## Task item
Report every line of the records below that contains the word "declared".
**** Material for the task
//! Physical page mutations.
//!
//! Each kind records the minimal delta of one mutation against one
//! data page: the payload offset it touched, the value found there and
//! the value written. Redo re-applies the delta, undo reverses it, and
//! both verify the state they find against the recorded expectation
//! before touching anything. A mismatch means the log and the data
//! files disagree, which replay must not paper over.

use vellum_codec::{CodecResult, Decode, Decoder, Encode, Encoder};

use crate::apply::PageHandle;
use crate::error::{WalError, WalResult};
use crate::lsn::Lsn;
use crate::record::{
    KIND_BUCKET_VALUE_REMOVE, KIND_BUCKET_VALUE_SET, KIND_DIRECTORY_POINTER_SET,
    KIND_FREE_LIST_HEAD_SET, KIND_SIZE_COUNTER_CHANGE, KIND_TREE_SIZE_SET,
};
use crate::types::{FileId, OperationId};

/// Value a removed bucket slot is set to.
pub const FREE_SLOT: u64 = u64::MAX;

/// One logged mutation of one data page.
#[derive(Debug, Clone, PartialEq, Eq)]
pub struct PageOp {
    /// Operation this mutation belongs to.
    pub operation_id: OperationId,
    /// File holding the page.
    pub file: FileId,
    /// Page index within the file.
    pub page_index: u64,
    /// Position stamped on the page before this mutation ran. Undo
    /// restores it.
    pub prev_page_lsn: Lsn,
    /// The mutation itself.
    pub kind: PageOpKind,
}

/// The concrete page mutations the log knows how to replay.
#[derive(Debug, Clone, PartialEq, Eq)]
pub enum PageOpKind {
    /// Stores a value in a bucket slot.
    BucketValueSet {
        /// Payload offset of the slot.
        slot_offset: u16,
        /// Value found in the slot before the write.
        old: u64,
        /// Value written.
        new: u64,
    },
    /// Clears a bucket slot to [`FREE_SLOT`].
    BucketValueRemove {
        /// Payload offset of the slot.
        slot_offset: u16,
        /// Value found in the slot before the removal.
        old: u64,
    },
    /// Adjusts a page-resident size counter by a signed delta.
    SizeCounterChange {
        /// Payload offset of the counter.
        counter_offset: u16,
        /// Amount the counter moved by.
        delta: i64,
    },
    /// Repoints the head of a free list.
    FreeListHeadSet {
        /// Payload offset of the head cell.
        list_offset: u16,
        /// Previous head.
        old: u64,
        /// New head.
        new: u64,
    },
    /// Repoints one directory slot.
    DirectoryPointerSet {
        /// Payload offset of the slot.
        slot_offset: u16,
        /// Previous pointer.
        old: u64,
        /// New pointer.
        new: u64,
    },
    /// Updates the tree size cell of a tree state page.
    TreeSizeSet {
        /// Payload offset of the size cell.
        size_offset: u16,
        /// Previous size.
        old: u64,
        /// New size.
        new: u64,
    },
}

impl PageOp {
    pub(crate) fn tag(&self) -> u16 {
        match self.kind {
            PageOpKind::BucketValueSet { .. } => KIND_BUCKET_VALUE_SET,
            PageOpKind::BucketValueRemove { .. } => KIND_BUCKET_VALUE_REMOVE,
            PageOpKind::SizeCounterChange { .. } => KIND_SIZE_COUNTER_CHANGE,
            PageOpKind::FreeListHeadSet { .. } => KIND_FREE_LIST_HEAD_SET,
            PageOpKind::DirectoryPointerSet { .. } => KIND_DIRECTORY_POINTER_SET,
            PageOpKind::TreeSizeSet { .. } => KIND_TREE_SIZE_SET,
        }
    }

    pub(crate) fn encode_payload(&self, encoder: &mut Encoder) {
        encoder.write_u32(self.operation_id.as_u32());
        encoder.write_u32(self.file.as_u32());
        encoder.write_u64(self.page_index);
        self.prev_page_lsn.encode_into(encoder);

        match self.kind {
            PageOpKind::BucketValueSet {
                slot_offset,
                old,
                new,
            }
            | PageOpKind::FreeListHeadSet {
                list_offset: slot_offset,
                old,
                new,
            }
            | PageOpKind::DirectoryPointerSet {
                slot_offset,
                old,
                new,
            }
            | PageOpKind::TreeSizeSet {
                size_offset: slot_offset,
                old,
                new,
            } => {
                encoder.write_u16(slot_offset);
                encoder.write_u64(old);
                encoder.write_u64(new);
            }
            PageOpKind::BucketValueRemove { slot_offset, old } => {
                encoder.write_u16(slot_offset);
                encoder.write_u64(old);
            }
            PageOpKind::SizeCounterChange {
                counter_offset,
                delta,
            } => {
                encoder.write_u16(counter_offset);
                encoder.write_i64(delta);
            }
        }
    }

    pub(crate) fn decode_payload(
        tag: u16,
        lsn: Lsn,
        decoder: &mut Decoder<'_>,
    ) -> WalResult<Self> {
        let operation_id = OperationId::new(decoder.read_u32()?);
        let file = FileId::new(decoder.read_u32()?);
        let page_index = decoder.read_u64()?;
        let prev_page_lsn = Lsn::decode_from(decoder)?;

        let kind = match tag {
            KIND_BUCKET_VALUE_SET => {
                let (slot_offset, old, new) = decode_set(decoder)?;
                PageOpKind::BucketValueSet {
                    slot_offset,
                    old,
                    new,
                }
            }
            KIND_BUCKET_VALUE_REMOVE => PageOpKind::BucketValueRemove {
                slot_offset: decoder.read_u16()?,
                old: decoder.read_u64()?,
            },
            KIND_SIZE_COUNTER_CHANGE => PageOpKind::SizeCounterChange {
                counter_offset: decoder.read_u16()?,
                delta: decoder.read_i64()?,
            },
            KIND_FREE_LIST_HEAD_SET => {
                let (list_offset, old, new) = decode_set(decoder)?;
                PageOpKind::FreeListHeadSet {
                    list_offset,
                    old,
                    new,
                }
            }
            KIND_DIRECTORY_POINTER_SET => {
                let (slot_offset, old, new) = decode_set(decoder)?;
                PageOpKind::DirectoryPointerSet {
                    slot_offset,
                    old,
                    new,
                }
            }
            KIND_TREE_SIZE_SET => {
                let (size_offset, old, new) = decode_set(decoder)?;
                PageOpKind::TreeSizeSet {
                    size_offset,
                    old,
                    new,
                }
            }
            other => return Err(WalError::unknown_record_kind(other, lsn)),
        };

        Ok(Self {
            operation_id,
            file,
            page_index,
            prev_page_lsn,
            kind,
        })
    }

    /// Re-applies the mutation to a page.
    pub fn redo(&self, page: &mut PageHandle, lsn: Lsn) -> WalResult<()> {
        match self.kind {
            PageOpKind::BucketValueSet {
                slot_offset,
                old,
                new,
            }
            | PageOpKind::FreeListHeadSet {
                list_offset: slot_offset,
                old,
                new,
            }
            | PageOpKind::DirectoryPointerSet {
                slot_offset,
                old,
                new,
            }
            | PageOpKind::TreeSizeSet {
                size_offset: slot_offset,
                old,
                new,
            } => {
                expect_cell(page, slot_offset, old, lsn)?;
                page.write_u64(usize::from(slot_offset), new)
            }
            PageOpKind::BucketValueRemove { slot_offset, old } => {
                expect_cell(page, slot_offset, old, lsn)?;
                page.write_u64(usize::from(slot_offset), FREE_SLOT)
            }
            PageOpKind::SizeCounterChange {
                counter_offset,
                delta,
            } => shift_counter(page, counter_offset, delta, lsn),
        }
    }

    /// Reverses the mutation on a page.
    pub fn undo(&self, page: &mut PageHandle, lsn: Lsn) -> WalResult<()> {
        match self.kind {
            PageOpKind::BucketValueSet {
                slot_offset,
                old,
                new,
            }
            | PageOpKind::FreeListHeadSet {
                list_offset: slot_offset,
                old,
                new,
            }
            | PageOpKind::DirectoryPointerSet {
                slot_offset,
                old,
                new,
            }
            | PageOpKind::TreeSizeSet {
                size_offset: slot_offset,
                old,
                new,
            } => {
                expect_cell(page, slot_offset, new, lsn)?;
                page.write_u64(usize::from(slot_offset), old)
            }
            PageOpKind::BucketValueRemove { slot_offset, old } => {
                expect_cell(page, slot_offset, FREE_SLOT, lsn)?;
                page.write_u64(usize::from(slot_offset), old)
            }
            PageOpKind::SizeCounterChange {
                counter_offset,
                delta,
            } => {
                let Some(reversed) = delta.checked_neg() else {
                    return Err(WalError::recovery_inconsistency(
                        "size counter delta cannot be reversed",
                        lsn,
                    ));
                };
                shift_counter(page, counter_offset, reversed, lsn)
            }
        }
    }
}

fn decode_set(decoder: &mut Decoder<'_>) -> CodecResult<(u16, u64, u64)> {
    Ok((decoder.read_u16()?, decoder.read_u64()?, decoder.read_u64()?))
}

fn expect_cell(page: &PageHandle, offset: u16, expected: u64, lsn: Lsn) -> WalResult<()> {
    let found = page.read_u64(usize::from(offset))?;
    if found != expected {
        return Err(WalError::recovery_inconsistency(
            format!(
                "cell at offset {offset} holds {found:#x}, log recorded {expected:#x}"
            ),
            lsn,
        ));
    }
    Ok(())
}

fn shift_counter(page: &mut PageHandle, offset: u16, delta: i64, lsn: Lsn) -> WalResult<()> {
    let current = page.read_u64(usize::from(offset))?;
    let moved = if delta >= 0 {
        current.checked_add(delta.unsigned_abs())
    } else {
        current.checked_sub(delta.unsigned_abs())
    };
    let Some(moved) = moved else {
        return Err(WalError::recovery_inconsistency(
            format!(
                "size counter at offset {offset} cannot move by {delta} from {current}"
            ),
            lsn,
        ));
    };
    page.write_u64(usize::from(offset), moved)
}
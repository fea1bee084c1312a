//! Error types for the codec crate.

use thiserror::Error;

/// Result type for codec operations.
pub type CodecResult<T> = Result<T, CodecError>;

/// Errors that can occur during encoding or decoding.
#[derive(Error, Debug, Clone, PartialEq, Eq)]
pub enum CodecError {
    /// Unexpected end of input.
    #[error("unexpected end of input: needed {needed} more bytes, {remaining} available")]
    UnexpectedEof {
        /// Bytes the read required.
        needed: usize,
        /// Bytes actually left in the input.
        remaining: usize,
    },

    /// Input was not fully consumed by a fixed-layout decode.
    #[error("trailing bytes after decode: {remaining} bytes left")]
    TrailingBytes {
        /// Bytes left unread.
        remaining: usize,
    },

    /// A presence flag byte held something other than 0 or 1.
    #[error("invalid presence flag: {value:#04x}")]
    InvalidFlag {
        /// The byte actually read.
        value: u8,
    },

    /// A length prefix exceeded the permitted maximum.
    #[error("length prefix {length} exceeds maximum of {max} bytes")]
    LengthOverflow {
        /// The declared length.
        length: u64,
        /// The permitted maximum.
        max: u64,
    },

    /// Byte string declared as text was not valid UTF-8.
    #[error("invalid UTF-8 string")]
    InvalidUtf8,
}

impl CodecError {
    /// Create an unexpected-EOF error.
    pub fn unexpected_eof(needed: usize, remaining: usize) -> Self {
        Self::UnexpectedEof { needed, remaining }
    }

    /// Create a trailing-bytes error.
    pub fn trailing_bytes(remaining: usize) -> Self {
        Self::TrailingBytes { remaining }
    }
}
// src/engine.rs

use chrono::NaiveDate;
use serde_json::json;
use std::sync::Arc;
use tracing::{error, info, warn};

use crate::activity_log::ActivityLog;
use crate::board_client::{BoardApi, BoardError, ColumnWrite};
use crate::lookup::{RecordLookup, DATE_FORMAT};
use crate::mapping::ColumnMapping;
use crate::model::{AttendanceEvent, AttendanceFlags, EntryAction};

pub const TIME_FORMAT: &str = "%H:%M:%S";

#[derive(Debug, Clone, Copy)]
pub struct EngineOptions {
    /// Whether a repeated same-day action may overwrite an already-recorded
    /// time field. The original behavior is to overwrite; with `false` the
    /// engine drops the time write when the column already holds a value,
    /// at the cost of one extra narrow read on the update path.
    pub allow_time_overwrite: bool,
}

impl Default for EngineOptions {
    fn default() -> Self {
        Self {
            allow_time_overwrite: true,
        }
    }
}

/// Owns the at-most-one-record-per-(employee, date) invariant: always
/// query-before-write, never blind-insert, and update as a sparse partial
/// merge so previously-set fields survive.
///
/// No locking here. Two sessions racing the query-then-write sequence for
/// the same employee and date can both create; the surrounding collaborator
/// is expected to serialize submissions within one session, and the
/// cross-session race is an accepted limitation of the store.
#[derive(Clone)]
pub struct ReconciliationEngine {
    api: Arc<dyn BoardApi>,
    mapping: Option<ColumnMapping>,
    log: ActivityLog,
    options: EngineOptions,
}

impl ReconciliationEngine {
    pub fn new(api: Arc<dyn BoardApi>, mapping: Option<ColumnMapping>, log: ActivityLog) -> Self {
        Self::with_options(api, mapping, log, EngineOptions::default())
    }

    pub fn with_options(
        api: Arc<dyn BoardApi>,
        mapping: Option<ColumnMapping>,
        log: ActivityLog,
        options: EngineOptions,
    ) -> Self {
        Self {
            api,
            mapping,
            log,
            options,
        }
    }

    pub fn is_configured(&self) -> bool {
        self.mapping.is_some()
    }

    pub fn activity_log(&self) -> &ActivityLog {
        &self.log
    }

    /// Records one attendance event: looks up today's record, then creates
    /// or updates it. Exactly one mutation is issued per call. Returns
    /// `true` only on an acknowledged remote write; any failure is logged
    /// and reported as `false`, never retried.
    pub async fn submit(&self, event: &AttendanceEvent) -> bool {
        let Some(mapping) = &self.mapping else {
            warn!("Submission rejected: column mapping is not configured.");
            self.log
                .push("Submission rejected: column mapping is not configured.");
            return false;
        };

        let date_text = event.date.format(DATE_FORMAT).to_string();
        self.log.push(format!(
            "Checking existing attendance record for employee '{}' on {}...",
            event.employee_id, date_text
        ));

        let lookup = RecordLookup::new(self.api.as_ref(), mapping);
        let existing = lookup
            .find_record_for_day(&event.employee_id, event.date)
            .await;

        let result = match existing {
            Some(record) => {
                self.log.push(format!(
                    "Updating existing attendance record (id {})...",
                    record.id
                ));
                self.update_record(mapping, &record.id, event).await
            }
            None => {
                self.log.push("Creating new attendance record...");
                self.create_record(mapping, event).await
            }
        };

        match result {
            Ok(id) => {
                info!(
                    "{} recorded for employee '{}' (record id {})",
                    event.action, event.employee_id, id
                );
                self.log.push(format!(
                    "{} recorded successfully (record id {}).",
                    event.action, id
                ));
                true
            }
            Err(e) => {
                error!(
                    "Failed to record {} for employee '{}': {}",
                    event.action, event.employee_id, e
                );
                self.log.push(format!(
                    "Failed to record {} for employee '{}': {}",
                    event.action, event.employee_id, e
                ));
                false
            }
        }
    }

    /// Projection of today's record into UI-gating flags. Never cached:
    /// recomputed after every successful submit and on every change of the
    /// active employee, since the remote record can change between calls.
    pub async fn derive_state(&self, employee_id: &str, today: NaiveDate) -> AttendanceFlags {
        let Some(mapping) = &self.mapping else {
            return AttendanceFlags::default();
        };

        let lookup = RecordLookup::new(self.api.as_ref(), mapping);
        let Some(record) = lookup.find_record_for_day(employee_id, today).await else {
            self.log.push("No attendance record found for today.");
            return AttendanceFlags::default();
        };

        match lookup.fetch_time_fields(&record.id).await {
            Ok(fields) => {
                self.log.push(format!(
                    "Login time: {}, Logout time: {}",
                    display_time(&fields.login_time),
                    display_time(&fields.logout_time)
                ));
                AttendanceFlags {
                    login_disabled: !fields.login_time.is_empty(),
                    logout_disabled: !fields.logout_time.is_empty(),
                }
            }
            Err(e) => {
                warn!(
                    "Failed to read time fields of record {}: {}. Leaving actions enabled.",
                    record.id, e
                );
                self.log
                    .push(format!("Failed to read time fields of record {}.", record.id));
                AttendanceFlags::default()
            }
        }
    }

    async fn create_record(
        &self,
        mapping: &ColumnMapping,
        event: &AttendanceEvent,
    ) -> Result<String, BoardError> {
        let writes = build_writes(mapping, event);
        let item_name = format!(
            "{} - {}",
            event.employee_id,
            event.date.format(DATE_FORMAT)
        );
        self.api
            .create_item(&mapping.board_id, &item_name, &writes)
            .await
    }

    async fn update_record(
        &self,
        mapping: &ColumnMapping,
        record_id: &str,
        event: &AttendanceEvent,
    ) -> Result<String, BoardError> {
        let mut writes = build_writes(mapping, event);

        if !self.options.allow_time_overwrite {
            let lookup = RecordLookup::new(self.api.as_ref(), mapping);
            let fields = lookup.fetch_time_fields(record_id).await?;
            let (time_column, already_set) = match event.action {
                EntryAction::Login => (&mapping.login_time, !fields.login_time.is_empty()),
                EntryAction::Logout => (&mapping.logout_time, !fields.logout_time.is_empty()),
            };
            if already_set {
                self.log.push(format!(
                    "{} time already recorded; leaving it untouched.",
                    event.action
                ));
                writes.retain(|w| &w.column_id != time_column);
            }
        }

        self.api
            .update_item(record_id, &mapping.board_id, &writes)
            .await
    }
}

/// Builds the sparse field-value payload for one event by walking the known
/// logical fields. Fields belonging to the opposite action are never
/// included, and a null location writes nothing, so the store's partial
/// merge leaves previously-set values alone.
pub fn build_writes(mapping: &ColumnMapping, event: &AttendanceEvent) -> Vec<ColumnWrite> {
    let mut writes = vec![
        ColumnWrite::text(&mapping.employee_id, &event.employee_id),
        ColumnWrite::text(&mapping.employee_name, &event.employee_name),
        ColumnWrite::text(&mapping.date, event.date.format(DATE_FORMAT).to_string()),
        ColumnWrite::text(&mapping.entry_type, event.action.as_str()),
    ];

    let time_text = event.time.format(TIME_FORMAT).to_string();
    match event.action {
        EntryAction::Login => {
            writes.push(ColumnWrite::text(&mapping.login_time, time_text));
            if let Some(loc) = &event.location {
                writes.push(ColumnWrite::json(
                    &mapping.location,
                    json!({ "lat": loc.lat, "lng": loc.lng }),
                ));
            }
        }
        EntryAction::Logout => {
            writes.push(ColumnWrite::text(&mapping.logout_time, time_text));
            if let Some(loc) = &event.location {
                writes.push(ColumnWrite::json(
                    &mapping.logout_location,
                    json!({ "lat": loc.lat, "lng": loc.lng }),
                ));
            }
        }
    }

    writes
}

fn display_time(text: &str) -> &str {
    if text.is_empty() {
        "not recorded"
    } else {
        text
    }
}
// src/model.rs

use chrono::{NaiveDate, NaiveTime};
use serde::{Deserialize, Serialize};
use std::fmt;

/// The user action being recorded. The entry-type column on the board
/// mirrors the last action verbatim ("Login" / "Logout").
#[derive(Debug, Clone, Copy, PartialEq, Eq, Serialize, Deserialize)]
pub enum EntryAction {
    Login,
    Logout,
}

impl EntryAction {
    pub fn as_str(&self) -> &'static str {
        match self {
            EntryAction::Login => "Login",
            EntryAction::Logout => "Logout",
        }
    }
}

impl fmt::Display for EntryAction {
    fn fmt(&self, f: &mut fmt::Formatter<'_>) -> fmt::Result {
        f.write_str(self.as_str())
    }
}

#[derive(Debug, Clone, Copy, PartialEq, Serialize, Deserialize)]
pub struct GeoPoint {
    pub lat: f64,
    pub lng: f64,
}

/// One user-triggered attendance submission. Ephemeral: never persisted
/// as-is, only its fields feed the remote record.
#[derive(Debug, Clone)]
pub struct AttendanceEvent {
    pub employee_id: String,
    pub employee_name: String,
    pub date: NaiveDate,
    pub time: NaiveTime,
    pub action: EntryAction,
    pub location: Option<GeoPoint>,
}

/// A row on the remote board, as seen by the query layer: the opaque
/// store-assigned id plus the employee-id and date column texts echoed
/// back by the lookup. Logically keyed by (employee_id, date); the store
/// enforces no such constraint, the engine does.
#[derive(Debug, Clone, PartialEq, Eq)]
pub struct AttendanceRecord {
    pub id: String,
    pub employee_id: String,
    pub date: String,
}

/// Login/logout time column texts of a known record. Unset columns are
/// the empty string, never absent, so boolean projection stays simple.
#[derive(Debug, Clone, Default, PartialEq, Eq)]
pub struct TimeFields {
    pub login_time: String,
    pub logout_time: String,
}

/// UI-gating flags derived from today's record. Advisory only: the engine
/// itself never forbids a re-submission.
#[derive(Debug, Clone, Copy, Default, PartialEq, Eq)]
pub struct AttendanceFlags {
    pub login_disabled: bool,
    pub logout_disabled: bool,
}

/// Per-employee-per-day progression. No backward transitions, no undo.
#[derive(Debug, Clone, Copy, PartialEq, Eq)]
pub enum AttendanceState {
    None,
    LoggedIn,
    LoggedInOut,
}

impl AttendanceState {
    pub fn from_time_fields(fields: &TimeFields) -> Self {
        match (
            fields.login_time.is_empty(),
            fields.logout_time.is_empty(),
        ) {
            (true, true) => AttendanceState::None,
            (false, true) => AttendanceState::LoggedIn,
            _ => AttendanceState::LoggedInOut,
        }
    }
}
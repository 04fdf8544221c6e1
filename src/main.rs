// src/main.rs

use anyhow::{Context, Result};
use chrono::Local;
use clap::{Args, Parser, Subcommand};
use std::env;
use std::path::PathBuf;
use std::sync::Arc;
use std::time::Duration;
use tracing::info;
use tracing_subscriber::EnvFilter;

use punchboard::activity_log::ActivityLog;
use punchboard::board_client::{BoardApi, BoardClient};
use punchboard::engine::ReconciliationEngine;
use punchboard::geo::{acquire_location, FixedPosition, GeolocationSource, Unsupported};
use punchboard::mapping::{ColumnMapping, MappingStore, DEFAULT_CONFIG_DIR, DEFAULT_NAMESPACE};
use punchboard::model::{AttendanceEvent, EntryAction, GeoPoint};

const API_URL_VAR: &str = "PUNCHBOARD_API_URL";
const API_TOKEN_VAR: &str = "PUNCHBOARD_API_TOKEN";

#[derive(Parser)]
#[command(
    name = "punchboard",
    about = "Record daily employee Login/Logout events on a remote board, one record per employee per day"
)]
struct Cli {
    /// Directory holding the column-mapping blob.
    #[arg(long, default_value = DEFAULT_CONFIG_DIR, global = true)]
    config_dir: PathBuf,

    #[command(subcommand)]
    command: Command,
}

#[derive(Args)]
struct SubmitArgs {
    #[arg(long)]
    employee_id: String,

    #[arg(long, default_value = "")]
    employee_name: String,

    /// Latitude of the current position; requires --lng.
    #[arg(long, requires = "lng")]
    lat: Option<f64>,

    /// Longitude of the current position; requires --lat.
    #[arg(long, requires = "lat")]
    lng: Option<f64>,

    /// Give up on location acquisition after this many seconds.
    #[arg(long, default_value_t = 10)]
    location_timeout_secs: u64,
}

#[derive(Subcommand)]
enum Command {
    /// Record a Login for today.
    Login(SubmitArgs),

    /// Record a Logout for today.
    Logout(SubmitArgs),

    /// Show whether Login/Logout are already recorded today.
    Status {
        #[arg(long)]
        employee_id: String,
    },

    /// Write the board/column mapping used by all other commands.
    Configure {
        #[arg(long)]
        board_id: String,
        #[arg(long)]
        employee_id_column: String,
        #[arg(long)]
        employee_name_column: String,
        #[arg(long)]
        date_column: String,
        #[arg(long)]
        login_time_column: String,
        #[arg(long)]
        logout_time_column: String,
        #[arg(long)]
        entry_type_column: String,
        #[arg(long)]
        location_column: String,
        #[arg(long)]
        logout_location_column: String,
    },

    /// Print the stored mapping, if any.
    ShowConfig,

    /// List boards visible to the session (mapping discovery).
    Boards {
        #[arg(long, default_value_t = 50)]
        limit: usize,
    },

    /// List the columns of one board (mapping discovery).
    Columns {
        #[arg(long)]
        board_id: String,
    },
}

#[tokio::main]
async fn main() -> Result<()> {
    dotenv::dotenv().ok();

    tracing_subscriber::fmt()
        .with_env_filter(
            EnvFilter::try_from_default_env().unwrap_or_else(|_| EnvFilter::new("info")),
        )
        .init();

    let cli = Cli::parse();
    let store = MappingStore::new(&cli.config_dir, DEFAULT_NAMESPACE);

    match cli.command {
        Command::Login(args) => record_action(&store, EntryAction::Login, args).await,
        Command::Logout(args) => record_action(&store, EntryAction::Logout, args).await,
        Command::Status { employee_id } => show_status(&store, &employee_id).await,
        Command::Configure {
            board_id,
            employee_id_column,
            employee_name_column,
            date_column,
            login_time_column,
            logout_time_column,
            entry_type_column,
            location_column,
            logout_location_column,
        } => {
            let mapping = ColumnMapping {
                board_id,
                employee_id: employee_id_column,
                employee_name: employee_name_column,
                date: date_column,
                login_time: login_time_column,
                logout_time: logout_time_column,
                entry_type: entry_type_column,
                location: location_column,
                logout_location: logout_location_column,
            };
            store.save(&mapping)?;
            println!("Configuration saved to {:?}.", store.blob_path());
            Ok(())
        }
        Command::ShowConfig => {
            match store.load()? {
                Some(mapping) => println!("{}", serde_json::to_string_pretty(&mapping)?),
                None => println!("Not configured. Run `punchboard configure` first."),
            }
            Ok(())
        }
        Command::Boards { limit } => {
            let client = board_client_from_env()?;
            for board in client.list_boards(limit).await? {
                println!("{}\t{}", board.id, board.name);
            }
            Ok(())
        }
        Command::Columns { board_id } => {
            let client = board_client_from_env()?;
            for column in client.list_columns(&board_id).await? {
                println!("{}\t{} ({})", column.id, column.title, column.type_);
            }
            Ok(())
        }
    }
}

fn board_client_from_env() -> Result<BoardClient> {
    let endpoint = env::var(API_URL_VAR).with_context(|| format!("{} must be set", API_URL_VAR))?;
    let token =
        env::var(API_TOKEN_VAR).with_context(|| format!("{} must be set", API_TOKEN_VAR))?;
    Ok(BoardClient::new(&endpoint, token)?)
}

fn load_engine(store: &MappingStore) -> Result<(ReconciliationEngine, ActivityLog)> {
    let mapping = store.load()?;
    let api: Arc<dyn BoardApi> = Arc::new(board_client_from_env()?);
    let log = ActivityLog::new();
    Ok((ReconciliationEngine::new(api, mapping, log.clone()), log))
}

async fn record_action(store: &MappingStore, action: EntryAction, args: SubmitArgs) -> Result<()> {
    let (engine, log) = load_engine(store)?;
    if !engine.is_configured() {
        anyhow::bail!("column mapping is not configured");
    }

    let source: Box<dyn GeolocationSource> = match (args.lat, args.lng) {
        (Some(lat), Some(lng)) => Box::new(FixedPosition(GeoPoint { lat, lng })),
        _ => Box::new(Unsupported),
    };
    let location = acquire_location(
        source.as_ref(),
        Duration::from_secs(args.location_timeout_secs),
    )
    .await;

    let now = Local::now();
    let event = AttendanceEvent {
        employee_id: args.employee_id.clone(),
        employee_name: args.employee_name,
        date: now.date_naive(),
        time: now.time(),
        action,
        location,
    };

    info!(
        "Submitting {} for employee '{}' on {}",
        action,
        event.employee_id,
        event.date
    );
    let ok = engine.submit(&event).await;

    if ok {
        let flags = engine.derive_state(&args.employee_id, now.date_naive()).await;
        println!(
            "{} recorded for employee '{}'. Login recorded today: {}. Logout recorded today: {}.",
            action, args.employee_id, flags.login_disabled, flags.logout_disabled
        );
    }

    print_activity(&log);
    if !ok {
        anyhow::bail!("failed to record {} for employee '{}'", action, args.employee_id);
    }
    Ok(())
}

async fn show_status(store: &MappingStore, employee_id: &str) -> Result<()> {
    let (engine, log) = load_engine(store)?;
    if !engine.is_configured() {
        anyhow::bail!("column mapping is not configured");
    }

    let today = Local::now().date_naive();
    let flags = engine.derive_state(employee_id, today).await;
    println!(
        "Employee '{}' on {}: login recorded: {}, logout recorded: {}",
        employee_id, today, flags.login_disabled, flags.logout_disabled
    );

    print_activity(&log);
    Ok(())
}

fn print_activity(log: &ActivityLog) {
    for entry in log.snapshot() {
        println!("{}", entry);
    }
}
********
## Problem solution
        /// The declared length.
    /// Byte string declared as text was not valid UTF-8.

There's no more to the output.